Wolfson, in a short interview on MSNBC’s “Hardball With Chris Matthews,” three times questioned Obama’s willingness to meet with a “Hololocaust-denier” named Ahmadinejad. Singer told The Chicago Tribune that Sen. Clinton “doesn’t believe we should give away the leverage of a meeting ... with people like Ahmadinejad, who deny the Holocaust happened.”

Sure, during World War II and the Cold War, the cherished FDR and the sainted Harry Truman met with Soviet tyrant and butcher Josef Stalin, who had signed an alliance with the architect and engineer of the Holocaust, Adolf Hitler.

Ike hosted Soviet dictator Nikita (“we shall bury you”) Khrushchev, and JFK negotiated with him in Vienna.

Richard Nixon won wide praise for recognizing and doing business with Mao Zedong, the Butcher of Beijing.

And true, Sen. Clinton this past April at Luther College in Decorah, Iowa, had this to say about direct U.S. relations with Iran: “I think it is a terrible mistake for our president to say he will not talk with bad people.
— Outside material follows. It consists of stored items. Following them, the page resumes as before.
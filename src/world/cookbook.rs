//! Named bundles of options ("the works") that expand into several children.

use super::attributes::Key;
use super::constraints::KeyMatcher;
use crate::{Aid, DataError, Pid, Rid};
use std::collections::HashMap;

#[derive(Debug, Clone, PartialEq, Eq)]
pub struct RecipeOption {
    pub pid: Pid,
    pub attributes: Vec<Aid>,
    pub quantity: u32,
}

impl RecipeOption {
    pub fn new(pid: Pid) -> Self {
        RecipeOption { pid, attributes: Vec::new(), quantity: 1 }
    }
}

#[derive(Debug, Clone, PartialEq, Eq)]
pub struct OptionRecipe {
    pub rid: Rid,
    pub name: String,
    /// Parents the recipe applies to.
    pub parent: KeyMatcher,
    pub options: Vec<RecipeOption>,
}

#[derive(Debug, Clone, Default)]
pub struct Cookbook {
    recipes: HashMap<Rid, OptionRecipe>,
}

impl Cookbook {
    pub fn new() -> Self {
        Self::default()
    }

    pub fn add_option_recipe(
        &mut self,
        rid: Rid,
        name: &str,
        parent: &str,
        options: Vec<RecipeOption>,
    ) -> Result<(), DataError> {
        if self.recipes.contains_key(&rid) {
            return Err(DataError::DuplicateRecipe(rid));
        }
        let parent = KeyMatcher::parse(parent)?;
        self.recipes.insert(rid, OptionRecipe { rid, name: name.to_string(), parent, options });
        Ok(())
    }

    /// The recipe `rid`, if it applies to `parent`.
    pub fn find_option_recipe(&self, rid: Rid, parent: &Key) -> Option<&OptionRecipe> {
        self.recipes.get(&rid).filter(|recipe| recipe.parent.matches(parent))
    }

    pub fn option_recipes(&self) -> impl Iterator<Item = &OptionRecipe> {
        self.recipes.values()
    }
}

#[cfg(test)]
mod tests {
    use super::*;

    #[test]
    fn recipes_are_scoped_to_their_parent() {
        let mut book = Cookbook::new();
        book.add_option_recipe(1, "the works", "9000", vec![RecipeOption::new(5100)]).unwrap();
        assert!(book.find_option_recipe(1, &Key::new(9000, 3)).is_some());
        assert!(book.find_option_recipe(1, &Key::new(9100, 0)).is_none());
        assert_eq!(book.add_option_recipe(1, "again", "*", vec![]), Err(DataError::DuplicateRecipe(1)));
        assert!(matches!(book.add_option_recipe(2, "bad", "cone", vec![]), Err(DataError::UnknownMatcher(_))));
    }
}
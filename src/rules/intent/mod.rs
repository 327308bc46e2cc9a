//! Top-level intent grammar: add, remove and modify.
//!
//! Runs over a grouped tokenization (see `engine/grouping.rs`). Each rule's
//! production builds an [`Interpretation`] for what its match means and
//! applies it at once to the context's local state, so a later rule in the
//! same utterance sees the earlier edits ("add a coffee and make it large").
//! The context also accumulates score and token count for the orchestrator.

#[path = "helpers.rs"]
mod helpers;
#[path = "rules_add.rs"]
mod rules_add;
#[path = "rules_modify.rs"]
mod rules_modify;
#[path = "rules_remove.rs"]
mod rules_remove;

#[cfg(test)]
#[path = "tests.rs"]
mod tests;

use crate::engine::Grammar;
use crate::rules::Services;
use crate::world::{State, World};
use crate::{Interpretation, Rule};

#[derive(Clone)]
pub(crate) struct Context<'a> {
    pub services: &'a Services<'a>,
    pub state: State,
    pub score: usize,
    pub token_count: usize,
}

impl<'a> Context<'a> {
    pub fn new(services: &'a Services<'a>, state: State) -> Self {
        Context { services, state, score: 0, token_count: 0 }
    }

    pub fn world(&self) -> &'a World {
        self.services.world
    }

    /// The context after `interpretation` has been applied to the local state.
    pub fn apply(&self, interpretation: Interpretation) -> Self {
        Context {
            services: self.services,
            state: interpretation.apply(&self.state),
            score: self.score + interpretation.score,
            token_count: self.token_count + interpretation.token_count,
        }
    }

    /// The whole run as one interpretation: it replays the final local state.
    pub fn into_interpretation(self) -> Interpretation {
        let state = self.state;
        Interpretation::new(self.score, self.token_count, move |_| state.clone())
    }
}

pub(crate) fn grammar<'a>() -> Grammar<Context<'a>> {
    let rules: Vec<Rule<Context<'a>>> =
        [rules_add::rules(), rules_remove::rules(), rules_modify::rules()].into_iter().flatten().collect();
    Grammar::new("intent", rules)
}
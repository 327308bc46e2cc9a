use crate::engine::{self, RunResult};
use crate::world::{Lexer, State, World};
use crate::{Graph, Token};
use std::time::Duration;

/// Options that affect interpretation.
#[derive(Debug, Clone)]
pub struct Options {
    /// Lattice edges scoring below this are dropped before tokenization.
    pub score_threshold: f64,
}

impl Default for Options {
    fn default() -> Self {
        Options { score_threshold: 0.35 }
    }
}

/// Result from [`interpret`] and friends.
#[derive(Debug, Clone)]
pub struct InterpretResult {
    /// The interpreted utterance (empty for token and graph input).
    pub text: String,
    /// The state after applying the winning interpretation. Equal to the
    /// input state when nothing was understood.
    pub state: State,
    pub score: usize,
    pub token_count: usize,
    /// Whether any interpretation beat the no-op.
    pub understood: bool,
    pub elapsed: Duration,
}

/// One tokenization tried by the orchestrator.
#[derive(Debug, Clone)]
pub struct CandidateSummary {
    pub tokens: String,
    pub grouped: String,
    pub rules: Vec<String>,
    pub score: usize,
    pub token_count: usize,
    pub missed: usize,
    pub winner: bool,
}

/// Additional details returned by [`interpret_verbose_with`].
#[derive(Debug, Clone)]
pub struct InterpretDetails {
    pub total: Duration,
    /// Lattice filtering plus maximal path enumeration.
    pub tokenize: Duration,
    /// Grouping plus the intent grammar, over all paths.
    pub interpret: Duration,
    /// Edges left after filtering.
    pub edges: usize,
    pub candidates: Vec<CandidateSummary>,
}

#[derive(Debug, Clone)]
pub struct InterpretResultVerbose {
    pub result: InterpretResult,
    pub details: InterpretDetails,
}

/// Interpret `text` against `state` with default [`Options`].
///
/// # Example
/// ```
/// use short_order::world::{State, demo};
///
/// let (world, lexer) = demo::coffee_shop().unwrap();
/// let out = short_order::interpret(&world, &lexer, "two large lattes", &State::new());
/// assert_eq!(out.state.cart.len(), 1);
/// assert_eq!(out.state.cart.items[0].quantity, 2);
/// ```
pub fn interpret(world: &World, lexer: &impl Lexer, text: &str, state: &State) -> InterpretResult {
    interpret_with(world, lexer, text, state, &Options::default())
}

pub fn interpret_with(
    world: &World,
    lexer: &impl Lexer,
    text: &str,
    state: &State,
    options: &Options,
) -> InterpretResult {
    let graph = lexer.create_graph(text);
    InterpretResult { text: text.to_string(), ..interpret_graph(world, &graph, state, options) }
}

/// Interpret a prebuilt lattice, for callers bringing their own lexer output.
pub fn interpret_graph(world: &World, graph: &Graph, state: &State, options: &Options) -> InterpretResult {
    let run = engine::Parser::new(world, graph, options).run(state);
    to_result(String::new(), &run, state)
}

/// Interpret a single, already-tokenized reading.
pub fn interpret_tokens(world: &World, tokens: &[Token], state: &State) -> InterpretResult {
    interpret_graph(world, &Graph::from_tokens(tokens), state, &Options::default())
}

/// Interpret `text` and return every candidate the orchestrator weighed.
pub fn interpret_verbose_with(
    world: &World,
    lexer: &impl Lexer,
    text: &str,
    state: &State,
    options: &Options,
) -> InterpretResultVerbose {
    let graph = lexer.create_graph(text);
    let run = engine::Parser::new(world, &graph, options).run(state);
    let candidates = run
        .candidates
        .iter()
        .enumerate()
        .map(|(index, c)| CandidateSummary {
            tokens: c.tokens.clone(),
            grouped: c.grouped.clone(),
            rules: c.rules.iter().map(|r| r.to_string()).collect(),
            score: c.score,
            token_count: c.token_count,
            missed: c.missed,
            winner: run.winner == Some(index),
        })
        .collect();
    let details = InterpretDetails {
        total: run.metrics.total,
        tokenize: run.metrics.tokenize,
        interpret: run.metrics.interpret,
        edges: run.metrics.edges,
        candidates,
    };
    InterpretResultVerbose { result: to_result(text.to_string(), &run, state), details }
}

fn to_result(text: String, run: &RunResult, state: &State) -> InterpretResult {
    InterpretResult {
        text,
        state: run.interpretation.apply(state),
        score: run.interpretation.score,
        token_count: run.interpretation.token_count,
        understood: run.winner.is_some(),
        elapsed: run.metrics.total,
    }
}
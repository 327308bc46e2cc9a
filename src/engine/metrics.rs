//! Run metrics for the orchestrator.
//!
//! `Parser::run` keeps one [`Candidate`] per maximal tokenization it tried,
//! so callers (the CLI, verbose API) can show why the winner won. Durations
//! are wall-clock and only meant for eyeballing.

use crate::Interpretation;
use std::time::Duration;

#[derive(Debug, Default, Clone)]
pub struct RunMetrics {
    /// Total elapsed time for [`Parser::run`](super::Parser::run).
    pub total: Duration,
    /// Time spent filtering the lattice and enumerating maximal paths.
    pub tokenize: Duration,
    /// Time spent grouping and running the intent grammar over all paths.
    pub interpret: Duration,
    /// Number of edges left after filtering.
    pub edges: usize,
}

/// One tokenization the intent grammar was run over.
#[derive(Debug, Clone)]
pub struct Candidate {
    /// Rendered tokenization, before grouping.
    pub tokens: String,
    /// Rendered grammar input, after grouping.
    pub grouped: String,
    /// Names of the rules that matched, in order.
    pub rules: Vec<&'static str>,
    pub score: usize,
    pub token_count: usize,
    /// Lexical tokens the interpretation did not account for.
    pub missed: usize,
}

#[derive(Debug)]
pub struct RunResult {
    pub interpretation: Interpretation,
    /// Index of the winner in `candidates`; `None` when nothing beat the no-op.
    pub winner: Option<usize>,
    pub candidates: Vec<Candidate>,
    pub metrics: RunMetrics,
}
You don’t make peace with your friends — you have to do the hard work of dealing with people you don’t agree with.”

So, beyond contrived quibbling about alleged “preconditions” Clinton would demand and a supposedly unworldly President Obama would fail to insist upon, why all the rehearsed Holocaust references?

Obama, as has been reported, is an African-American Democrat. Both of the two most recent African-American candidates — Jesse Jackson and Al Sharpton — because of their words and actions, had problems with and from some Jewish Democratic voters. In more than a few of the nation’s largest cities, relations between the African-American community and the Jewish community have been periodically strained.

So, the Clinton high command’s reasoning must have gone: Why not allege the less-known Obama’s nonexistent chumminess with the Iranian “Holocaust-denier” to spread the misimpression that the Illinois senator may well be an African-American candidate who’s unreliable on Israel and other Jewish causes?

As these Clinton folks practice it, politics ain’t beanbag.